By Acadia Otlowski
Look up.
No, really.
Click the power button on that glowing little screen of yours and join the present.
Be it a cell phone, a laptop or a tablet, Americans spend far too much time caring about the things that are happening on their various devices. According to the PEW Internet Research Project, 90 percent of all American adults have a cell phone, as of January 2014. The study also revealed that 58 percent of American adults have a smartphone.
Most of the time, it isn’t even because we are having an actual conversation with someone who is elsewhere. Most people are just flicking their thumb, scrolling through some social media feed. The result: spending time reading about other people’s lives and missing critical moments in our own.
The cell phone usage epidemic has gotten so invasive that restaurants have begun to ask customers to please not use them. A New York City restaurant went viral a few months ago when it looked into complaints that the wait time for its restaurant was too long. The restaurant hired a company to look into the claim, and it found that it used to take about an hour for a restaurant to serve a meal, but now it takes closer to two. It compared 2014 to 2004 and came to the conclusion that cell phones were to blame. Cell phones slowed down the time it took to order and to eat.
But slow service is not the only result of heavy cell phone usage. At a restaurant, those tables where everyone is on their cell phones, a heavy silence usually prevails. What is worse is being that one person who is not on their cell phone. The one who is actually aware that no one is speaking.
Compare this to a table where no one is on their cell phones. This table is usually loud, the conversations are better. The same thing happens at parties. Good times do not happen when everyone is preoccupied with the words and pictures on their screens.

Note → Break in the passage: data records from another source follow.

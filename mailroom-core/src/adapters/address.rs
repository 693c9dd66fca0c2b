//! Address parsing adapters
//!
//! `DomainAddressClassifier` splits a single address into local (a handle in
//! the application's own domain) or foreign. `PatternExtractor` pulls handle
//! and address references out of free-form target text.

use anyhow::Result;
use regex::Regex;

use crate::domain::result::{Error, Result as DomainResult};
use crate::domain::{Address, IdentityReference};
use crate::ports::{AddressClassifier, FreeformExtractor};

/// Strip surrounding quotes from a display name and undo `\"` / `\\` escapes
fn unquote_name(name: &str) -> Option<String> {
    let trimmed = name.trim();
    let inner = trimmed
        .strip_prefix('"')
        .and_then(|n| n.strip_suffix('"'))
        .unwrap_or(trimmed);

    let mut out = String::with_capacity(inner.len());
    let mut chars = inner.chars();
    while let Some(c) = chars.next() {
        if c == '\\' {
            if let Some(next) = chars.next() {
                out.push(next);
            }
        } else {
            out.push(c);
        }
    }

    let out = out.trim().to_string();
    if out.is_empty() {
        None
    } else {
        Some(out)
    }
}

/// Split `Name <addr>` or a bare `addr` into (address, display name)
fn split_mailbox(raw: &str) -> Option<(&str, Option<String>)> {
    let raw = raw.trim();
    match (raw.rfind('<'), raw.strip_suffix('>')) {
        (Some(open), Some(without_close)) => {
            let address = without_close[open + 1..].trim();
            Some((address, unquote_name(&raw[..open])))
        }
        (None, None) => Some((raw, None)),
        _ => None,
    }
}

/// Check the `local@domain` shape and return both parts
fn split_address(address: &str) -> Option<(&str, &str)> {
    if address.chars().any(char::is_whitespace) {
        return None;
    }
    let (local, domain) = address.split_once('@')?;
    if local.is_empty() || domain.is_empty() || domain.contains('@') {
        return None;
    }
    Some((local, domain))
}

/// Classifies addresses against the configured application domain
#[derive(Debug, Clone)]
pub struct DomainAddressClassifier {
    domain: String,
}

impl DomainAddressClassifier {
    pub fn new(domain: impl Into<String>) -> Self {
        Self {
            domain: domain.into().trim().to_string(),
        }
    }

    pub fn domain(&self) -> &str {
        &self.domain
    }
}

impl AddressClassifier for DomainAddressClassifier {
    fn classify(&self, raw: &str) -> DomainResult<Address> {
        let invalid = || Error::invalid_identity(format!("'{}' is not an email address", raw.trim()));

        let (address, display_name) = split_mailbox(raw).ok_or_else(invalid)?;
        let (local, domain) = split_address(address).ok_or_else(invalid)?;

        if domain.eq_ignore_ascii_case(&self.domain) {
            Ok(Address::Local {
                handle: local.to_string(),
            })
        } else {
            Ok(Address::Foreign {
                email: address.to_lowercase(),
                display_name,
            })
        }
    }
}

/// Split a target on `,` / `;` outside quoted names and angle brackets
fn split_tokens(target: &str) -> Vec<&str> {
    let mut tokens = Vec::new();
    let mut start = 0;
    let mut in_quotes = false;
    let mut in_angle = false;
    let mut escaped = false;

    for (i, c) in target.char_indices() {
        if escaped {
            escaped = false;
            continue;
        }
        match c {
            '\\' if in_quotes => escaped = true,
            '"' if !in_angle => in_quotes = !in_quotes,
            '<' if !in_quotes => in_angle = true,
            '>' if !in_quotes => in_angle = false,
            ',' | ';' if !in_quotes && !in_angle => {
                tokens.push(&target[start..i]);
                start = i + c.len_utf8();
            }
            _ => {}
        }
    }
    tokens.push(&target[start..]);
    tokens
}

/// Regex-based free-form target extraction
///
/// A token (targets are split on `,` and `;`) that is a single bare word is
/// taken as a handle. Inside any other token the extractor recognizes, in
/// order of precedence: a named address (`"Ada" <ada@example.com>` or
/// `Ada <ada@example.com>`), a bare address, and an `@handle`. Remaining text
/// is ignored.
#[derive(Debug, Clone)]
pub struct PatternExtractor {
    pattern: Regex,
    bare_word: Regex,
}

impl PatternExtractor {
    pub fn new() -> Result<Self> {
        let pattern = Regex::new(concat!(
            r#"(?P<named>(?:"(?:[^"\\]|\\.)*"|[^,;<>"@]*?)\s*<[^<>@\s]+@[^<>\s]+>)"#,
            r"|(?P<bare>[A-Za-z0-9._%+\-]+@[A-Za-z0-9.\-]+\.[A-Za-z]{2,})",
            r"|\B@(?P<handle>[A-Za-z0-9_]+)",
        ))?;
        let bare_word = Regex::new(r"^[A-Za-z0-9_]+$")?;
        Ok(Self { pattern, bare_word })
    }

    fn extract_token(&self, token: &str, references: &mut Vec<IdentityReference>) {
        let token = token.trim();
        if self.bare_word.is_match(token) {
            references.push(IdentityReference::Handle(token.to_string()));
            return;
        }
        for caps in self.pattern.captures_iter(token) {
            if let Some(m) = caps.name("named").or_else(|| caps.name("bare")) {
                references.push(IdentityReference::Address(m.as_str().trim().to_string()));
            } else if let Some(m) = caps.name("handle") {
                references.push(IdentityReference::Handle(m.as_str().to_string()));
            }
        }
    }
}

impl FreeformExtractor for PatternExtractor {
    fn extract(&self, targets: &[String]) -> Vec<IdentityReference> {
        let mut references = Vec::new();
        for target in targets {
            for token in split_tokens(target) {
                self.extract_token(token, &mut references);
            }
        }
        references
    }
}

#[cfg(test)]
mod tests {
    use super::*;

    fn classifier() -> DomainAddressClassifier {
        DomainAddressClassifier::new("mailroom.local")
    }

    fn targets(items: &[&str]) -> Vec<String> {
        items.iter().map(|s| s.to_string()).collect()
    }

    #[test]
    fn test_local_address_keeps_case_of_local_part() {
        assert_eq!(
            classifier().classify("Ada@MailRoom.LOCAL").unwrap(),
            Address::Local {
                handle: "Ada".to_string()
            }
        );
    }

    #[test]
    fn test_foreign_address_is_lower_cased() {
        assert_eq!(
            classifier().classify(" Foo@BAR.com ").unwrap(),
            Address::Foreign {
                email: "foo@bar.com".to_string(),
                display_name: None
            }
        );
    }

    #[test]
    fn test_named_foreign_address() {
        let parsed = classifier()
            .classify(r#""Grace \"Amazing\" Hopper" <Grace@Navy.mil>"#)
            .unwrap();
        assert_eq!(
            parsed,
            Address::Foreign {
                email: "grace@navy.mil".to_string(),
                display_name: Some("Grace \"Amazing\" Hopper".to_string())
            }
        );

        let parsed = classifier().classify("Grace Hopper <grace@navy.mil>").unwrap();
        assert!(matches!(
            parsed,
            Address::Foreign { display_name: Some(ref n), .. } if n == "Grace Hopper"
        ));

        // A named local address is still a handle
        let parsed = classifier().classify("Ada <ada@mailroom.local>").unwrap();
        assert_eq!(parsed, Address::Local { handle: "ada".to_string() });
    }

    #[test]
    fn test_unparseable_addresses() {
        for raw in ["", "ada", "@ada", "ada@", "a@b@c", "ada lovelace@x.com", "<ada@x.com", "Ada ada@x.com>"] {
            let err = classifier().classify(raw).unwrap_err();
            assert!(matches!(err, Error::InvalidIdentity(_)), "accepted {:?}", raw);
        }
    }

    #[test]
    fn test_extract_mixed_targets_in_order() {
        let extractor = PatternExtractor::new().unwrap();
        let refs = extractor.extract(&targets(&[
            "@ada, grace@navy.mil",
            r#""Bob" <bob@x.com>; Carol <carol@y.org>"#,
            "please cc @ada too",
        ]));

        assert_eq!(
            refs,
            vec![
                IdentityReference::Handle("ada".to_string()),
                IdentityReference::Address("grace@navy.mil".to_string()),
                IdentityReference::Address(r#""Bob" <bob@x.com>"#.to_string()),
                IdentityReference::Address("Carol <carol@y.org>".to_string()),
                IdentityReference::Handle("ada".to_string()),
            ]
        );
    }

    #[test]
    fn test_extract_ignores_plain_text() {
        let extractor = PatternExtractor::new().unwrap();
        assert!(extractor.extract(&targets(&["hello world", "", "   "])).is_empty());
        assert!(extractor.extract(&[]).is_empty());
    }

    #[test]
    fn test_extract_bare_words_as_handles() {
        let extractor = PatternExtractor::new().unwrap();
        let refs = extractor.extract(&targets(&[
            "ada",
            "Ada Lovelace <ada@x.com>, bob@y.org; carol",
            r#""Doe, John" <john@z.com>"#,
        ]));

        assert_eq!(
            refs,
            vec![
                IdentityReference::Handle("ada".to_string()),
                IdentityReference::Address("Ada Lovelace <ada@x.com>".to_string()),
                IdentityReference::Address("bob@y.org".to_string()),
                IdentityReference::Handle("carol".to_string()),
                IdentityReference::Address(r#""Doe, John" <john@z.com>"#.to_string()),
            ]
        );
    }

    #[test]
    fn test_email_at_is_not_a_handle() {
        let extractor = PatternExtractor::new().unwrap();
        let refs = extractor.extract(&targets(&["ada@mailroom.local"]));
        assert_eq!(
            refs,
            vec![IdentityReference::Address("ada@mailroom.local".to_string())]
        );
    }
}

Some of the best times I have had occurred in places where cell phones were limited. Either charging the phone was inconvenient or impossible or the service was nonexistent or slow.
It is one of the reasons that I love traveling with groups overseas. Most of the time no one has data on their cell phones and it forces everyone to put down the technology and converse.
When the Journalism students went to France over the summer, the first place that we stayed had no Wi-Fi, so we were forced to be in the moment and talk to each other. It caused some of us to bond more than we normally would, because there were no little glowing screens as a distraction.
Cell phones have made us more social online and less so in person. They’re causing us to forget how to have a real-life conversation without answering three texts and checking our Twitter feed.
So, please, if you’re questioning whether maybe you should put the cell phone down for a moment, or even turn it off, do it. You will not regret it.